Data under study |
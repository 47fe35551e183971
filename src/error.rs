use crate::types::FieldSet;
use ethers::types::H256;
use std::time::Duration;
use thiserror::Error;

pub type Result<T, E = Error> = std::result::Result<T, E>;

/// Everything that can stop a UserOperation from being built, sponsored or included.
#[derive(Debug, Error)]
pub enum Error {
    /// Malformed or missing configuration. Raised before any network call.
    #[error("invalid configuration: {0}")]
    Config(String),

    /// The paymaster endpoint answered with a non-success HTTP status.
    #[error("paymaster request {request_id} failed with HTTP status {status}")]
    PaymasterHttp { status: u16, request_id: u64 },

    /// The paymaster answered, but not with a usable JSON-RPC result.
    #[error("paymaster request {request_id} returned a malformed response: {reason}")]
    PaymasterProtocol { request_id: u64, reason: String },

    /// Bundler simulation of the operation failed (usually a revert).
    #[error("gas estimation failed: {0}")]
    Estimation(String),

    /// The bundler refused the signed operation (fee too low, stale nonce, ...).
    #[error("bundler rejected user operation: {0}")]
    SubmissionRejected(String),

    #[error("user operation {user_op_hash:?} not included within {timeout:?}")]
    ReceiptTimeout { user_op_hash: H256, timeout: Duration },

    /// Terminal: every submission attempt failed.
    #[error("user operation dropped after {attempts} attempts: {last_error}")]
    RetriesExhausted { attempts: u32, last_error: String },

    #[error("signing failed: {0}")]
    Signing(String),

    /// A pipeline stage ran without its inputs, or did not produce its outputs.
    #[error("stage `{stage}` contract violated: missing {missing}")]
    StageContract { stage: &'static str, missing: FieldSet },

    /// Chain or bundler JSON-RPC failure outside of estimation and submission.
    #[error("{context}: {message}")]
    Rpc { context: String, message: String },

    /// The HTTP request itself failed (connect, timeout, body decode).
    #[error("request to {endpoint} failed: {message}")]
    Transport { endpoint: String, message: String },
}

impl Error {
    pub(crate) fn rpc(context: impl Into<String>, err: impl std::fmt::Display) -> Self {
        Self::Rpc {
            context: context.into(),
            message: err.to_string(),
        }
    }

    /// Errors the submission loop answers with a fee bump and a resend.
    pub fn is_retryable(&self) -> bool {
        matches!(
            self,
            Self::SubmissionRejected(_) | Self::ReceiptTimeout { .. } | Self::Transport { .. }
        )
    }
}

What you are asked to do |
Quote the listing word for word from its first line through the line in which "any network call." appears.

Task result |
repository 47fe35551e183971
filename src/error.rs
use crate::types::FieldSet;
use ethers::types::H256;
use std::time::Duration;
use thiserror::Error;

pub type Result<T, E = Error> = std::result::Result<T, E>;

/// Everything that can stop a UserOperation from being built, sponsored or included.
#[derive(Debug, Error)]
pub enum Error {
    /// Malformed or missing configuration. Raised before any network call.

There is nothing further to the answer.